Depuis l'extension de la durée du congé paternité en 2021, l'adoption s'est rapidement accentuée. En 2022, 59 % des pères bénéficiant de ce congé ont choisi de l'utiliser dans sa totalité, indiquent les résultats d'une récente étude de l’Institut national d’études démographiques (Ined) parue mercredi. Ce constat fait suite à l’allongement de la durée de ce congé, qui est passé de 11 à 25 jours.
D'après l'Ined, cette hausse ne s'inscrit pas comme une rupture mais plutôt comme un soutien à une tendance déjà engagée avant 2021. En plus des trois jours de congé initialement prévus, les pères doivent dorénavant s'assurer de prendre au moins quatre jours de congé paternité, dont 81 % ont étendu leur temps d’arrêt au-delà de la période obligatoire entre 2021 et 2023, selon les données recueillies au fil des ans.
Un fossé avec d'autres pays européens
Cette extension visait à renforcer les liens entre le père et son enfant, à combattre l’inégale répartition des responsabilités familiales et à atténuer les inégalités professionnelles entre les sexes, rapporte l'Ined.
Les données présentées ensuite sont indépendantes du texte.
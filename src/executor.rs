// Copyright (c) 2018-2021  Brendan Molloy <brendan@bbqsrc.net>,
//                          Ilya Solovyiov <ilya.solovyiov@gmail.com>,
//                          Kai Ren <tyranron@gmail.com>
//
// Licensed under the Apache License, Version 2.0 <LICENSE-APACHE or
// http://www.apache.org/licenses/LICENSE-2.0> or the MIT license
// <LICENSE-MIT or http://opensource.org/licenses/MIT>, at your
// option. This file may not be copied, modified, or distributed
// except according to those terms.

//! Execution of parsed [`Feature`]s against registered [`Steps`].

use std::{fmt, rc::Rc};

use crate::{
    error::WriterResult,
    event::Outcome,
    feature::{Feature, Scenario},
    panic_trap::{self, Trapped},
    steps::Steps,
    Formatter,
};

/// Counters of step [`Outcome`]s of a whole run.
#[derive(Clone, Copy, Debug, Default, Eq, PartialEq)]
pub struct RunSummary {
    /// Number of executed scenarios.
    pub scenarios: usize,

    /// Number of passed steps.
    pub passed: usize,

    /// Number of failed steps.
    pub failed: usize,

    /// Number of pending steps.
    pub pending: usize,

    /// Number of skipped steps.
    pub skipped: usize,
}

impl RunSummary {
    /// Indicates whether any step failed.
    #[must_use]
    pub const fn has_failed(&self) -> bool {
        self.failed > 0
    }

    /// Total number of reported steps.
    #[must_use]
    pub const fn steps(&self) -> usize {
        self.passed + self.failed + self.pending + self.skipped
    }

    fn record(&mut self, outcome: &Outcome) {
        match outcome {
            Outcome::Passed => self.passed += 1,
            Outcome::Failed(_) => self.failed += 1,
            Outcome::Pending => self.pending += 1,
            Outcome::Skipped => self.skipped += 1,
        }
    }
}

/// Runs scenarios step by step, reporting every [`Outcome`] to a
/// [`Formatter`].
///
/// Every scenario runs against a fresh `W::default()` world. After a step
/// fails or turns out pending, the remaining steps of its scenario are
/// skipped.
pub struct Executor<W> {
    steps: Rc<Steps<W>>,
    dry_run: bool,
}

impl<W> fmt::Debug for Executor<W> {
    fn fmt(&self, f: &mut fmt::Formatter<'_>) -> fmt::Result {
        f.debug_struct("Executor")
            .field("steps", &self.steps)
            .field("dry_run", &self.dry_run)
            .finish()
    }
}

impl<W: Default> Executor<W> {
    /// Creates a new [`Executor`] of the given `steps`.
    #[must_use]
    pub const fn new(steps: Rc<Steps<W>>) -> Self {
        Self {
            steps,
            dry_run: false,
        }
    }

    /// Makes every step skipped instead of executed.
    #[must_use]
    pub const fn dry_run(mut self, dry_run: bool) -> Self {
        self.dry_run = dry_run;
        self
    }

    /// Visits the given `features` with the `sink`, executing the scenarios
    /// of each one right after its structural visit, and finishes the
    /// report with [`Formatter::dump()`].
    ///
    /// Step failures don't stop the run.
    ///
    /// # Errors
    ///
    /// If the `sink` fails to write its output.
    pub fn visit_features<F: Formatter + ?Sized>(
        &self,
        features: &[Feature],
        sink: &mut F,
    ) -> WriterResult<RunSummary> {
        let mut summary = RunSummary::default();

        sink.visit_features(features)?;
        for feature in features {
            tracing::debug!(feature = feature.name(), "running feature");

            sink.visit_feature(feature)?;
            for scenario in feature.scenarios.iter().filter(|s| s.is_executable())
            {
                self.run_scenario(scenario, sink, &mut summary)?;
            }
        }
        sink.dump()?;

        tracing::info!(
            scenarios = summary.scenarios,
            passed = summary.passed,
            failed = summary.failed,
            pending = summary.pending,
            skipped = summary.skipped,
            "run finished",
        );
        Ok(summary)
    }

    fn run_scenario<F: Formatter + ?Sized>(
        &self,
        scenario: &Scenario,
        sink: &mut F,
        summary: &mut RunSummary,
    ) -> WriterResult<()> {
        summary.scenarios += 1;

        let mut world = None;
        let mut halted = self.dry_run;
        for step in scenario.steps() {
            let resolved = self.steps.resolve(step);
            let matched = resolved.as_ref().map(|(m, _)| m);

            let outcome = match &resolved {
                _ if halted => Outcome::Skipped,
                None => Outcome::Pending,
                Some((m, func)) => {
                    sink.step_executing(step, Some(m))?;
                    let world = world.get_or_insert_with(W::default);
                    let args = m.values();
                    match panic_trap::trap(|| func(world, args.as_slice())) {
                        Ok(()) => Outcome::Passed,
                        Err(Trapped::Pending) => Outcome::Pending,
                        Err(Trapped::Panicked(e)) => Outcome::Failed(e),
                    }
                }
            };
            if outcome != Outcome::Passed {
                halted = true;
            }

            summary.record(&outcome);
            outcome.report(step, matched, sink)?;
        }
        Ok(())
    }
}

#[cfg(test)]
mod tests {
    use super::*;
    use crate::{
        event::StepFailure,
        feature::{RegularScenario, RowScenario, Step, StepId, StepType},
        pending,
        steps::StepMatch,
    };

    #[derive(Default)]
    struct Recorder(Vec<String>);

    impl Formatter for Recorder {
        fn visit_header(&mut self, header: &str) -> WriterResult<()> {
            self.0.push(format!("header {header}"));
            Ok(())
        }

        fn visit_regular_step(&mut self, step: &Step) -> WriterResult<()> {
            self.0.push(format!("visit {}", step.text));
            Ok(())
        }

        fn step_executing(
            &mut self,
            step: &Step,
            _: Option<&StepMatch>,
        ) -> WriterResult<()> {
            self.0.push(format!("executing {}", step.text));
            Ok(())
        }

        fn step_passed(
            &mut self,
            step: &Step,
            _: Option<&StepMatch>,
        ) -> WriterResult<()> {
            self.0.push(format!("passed {}", step.text));
            Ok(())
        }

        fn step_failed(
            &mut self,
            step: &Step,
            _: Option<&StepMatch>,
            error: &StepFailure,
        ) -> WriterResult<()> {
            self.0.push(format!("failed {}: {error}", step.text));
            Ok(())
        }

        fn step_pending(
            &mut self,
            step: &Step,
            _: Option<&StepMatch>,
        ) -> WriterResult<()> {
            self.0.push(format!("pending {}", step.text));
            Ok(())
        }

        fn step_skipped(
            &mut self,
            step: &Step,
            _: Option<&StepMatch>,
        ) -> WriterResult<()> {
            self.0.push(format!("skipped {}", step.text));
            Ok(())
        }

        fn dump(&mut self) -> WriterResult<()> {
            self.0.push("dump".into());
            Ok(())
        }
    }

    fn step(id: usize, text: &str) -> Step {
        Step {
            id: StepId(id),
            keyword: "Given".into(),
            ty: StepType::Given,
            continuation: false,
            text: text.into(),
            line: id,
        }
    }

    fn feature(scenarios: Vec<Scenario>) -> Feature {
        Feature {
            keyword: "Feature".into(),
            header: "Eating".into(),
            path: None,
            scenarios,
        }
    }

    fn regular(steps: Vec<Step>) -> Scenario {
        Scenario::Regular(RegularScenario {
            keyword: "Scenario".into(),
            name: "eat".into(),
            line: 1,
            table_header: vec![],
            steps,
        })
    }

    fn steps() -> Rc<Steps<u32>> {
        let mut steps = Steps::<u32>::new();
        steps
            .given("^count$", |w, _| *w += 1)
            .given("^assert one$", |w, _| assert_eq!(*w, 1, "world is fresh"))
            .given("^boom$", |_, _| panic!("exploded"))
            .given("^later$", |_, _| pending!());
        Rc::new(steps)
    }

    #[test]
    fn reports_outcomes_after_each_feature_visit() {
        let features = [feature(vec![regular(vec![
            step(1, "count"),
            step(2, "assert one"),
        ])])];
        let mut sink = Recorder::default();

        let summary = Executor::new(steps())
            .visit_features(&features, &mut sink)
            .unwrap();

        assert_eq!(
            sink.0,
            [
                "header Eating",
                "visit count",
                "visit assert one",
                "executing count",
                "passed count",
                "executing assert one",
                "passed assert one",
                "dump",
            ],
        );
        assert_eq!(summary.passed, 2);
        assert!(!summary.has_failed());
    }

    #[test]
    fn skips_remaining_steps_after_failure() {
        let features = [feature(vec![
            regular(vec![step(1, "boom"), step(2, "count")]),
            regular(vec![step(3, "count"), step(4, "assert one")]),
        ])];
        let mut sink = Recorder::default();

        let summary = Executor::new(steps())
            .visit_features(&features, &mut sink)
            .unwrap();

        assert!(sink.0.contains(&"failed boom: exploded".to_owned()));
        assert!(sink.0.contains(&"skipped count".to_owned()));
        assert!(sink.0.contains(&"passed assert one".to_owned()));
        assert_eq!(
            summary,
            RunSummary {
                scenarios: 2,
                passed: 2,
                failed: 1,
                pending: 0,
                skipped: 1,
            },
        );
    }

    #[test]
    fn unmatched_and_marked_steps_are_pending() {
        let features = [feature(vec![
            regular(vec![step(1, "unknown"), step(2, "count")]),
            regular(vec![step(3, "later")]),
        ])];
        let mut sink = Recorder::default();

        let summary = Executor::new(steps())
            .visit_features(&features, &mut sink)
            .unwrap();

        assert!(!sink.0.contains(&"executing unknown".to_owned()));
        assert!(sink.0.contains(&"pending unknown".to_owned()));
        assert!(sink.0.contains(&"pending later".to_owned()));
        assert_eq!(summary.pending, 2);
        assert_eq!(summary.skipped, 1);
    }

    #[test]
    fn dry_run_executes_nothing() {
        let features = [feature(vec![regular(vec![step(1, "boom")])])];
        let mut sink = Recorder::default();

        let summary = Executor::new(steps())
            .dry_run(true)
            .visit_features(&features, &mut sink)
            .unwrap();

        assert!(!sink.0.iter().any(|c| c.starts_with("executing")));
        assert_eq!(summary.skipped, 1);
        assert_eq!(summary.steps(), 1);
    }

    #[test]
    fn outline_template_is_not_executed() {
        let template = Scenario::Regular(RegularScenario {
            keyword: "Scenario Outline".into(),
            name: "eat".into(),
            line: 1,
            table_header: vec!["n".into()],
            steps: vec![step(1, "<n>")],
        });
        let row = Scenario::Row(RowScenario {
            keyword: "Scenario Outline".into(),
            name: "eat".into(),
            line: 5,
            values: vec!["count".into()],
            steps: vec![step(2, "count")],
        });
        let mut sink = Recorder::default();

        let summary = Executor::new(steps())
            .visit_features(&[feature(vec![template, row])], &mut sink)
            .unwrap();

        assert_eq!(summary.scenarios, 1);
        assert_eq!(summary.passed, 1);
        assert!(sink.0.contains(&"visit <n>".to_owned()));
        assert!(!sink.0.contains(&"pending <n>".to_owned()));
    }
}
Cette dynamique de changement, cependant, a révélé d'importantes disparités dans l'accès au congé paternité.
Lespères ayant un contrat à durée déterminée, les travailleurs indépendants ou ceux au chômage recourent moins fréquemment au congé paternité, contrairement à leurs homologues en CDI ou fonctionnaires, dont près de 90 % prolongent cette période obligatoire. En matière de congé paternité, la France a encore des progrès à faire, notamment face à l'Espagne, où les pères bénéficient d'un congé de 19 semaines, aligné sur celui de la maternité.
Des nouveautés en perspective dès juillet
À partir de juillet prochain, la France mettra en place un nouveau congé de naissance, en complément du congé maternité, qui pourra s'étendre sur 16 semaines. Ce dispositif, conçu pour stimuler la natalité, permettra aux parents de passer jusqu'à deux mois supplémentaires auprès de leur nouveau-né.
Bien que le montant d’indemnisation soit encore à déterminer par décret, le gouvernement a d’ores et déjà annoncé qu'il sera de 70 % du salaire net le premier mois et de 60 % le second, indiquant ainsi une volonté de mieux soutenir les nouvelles familles.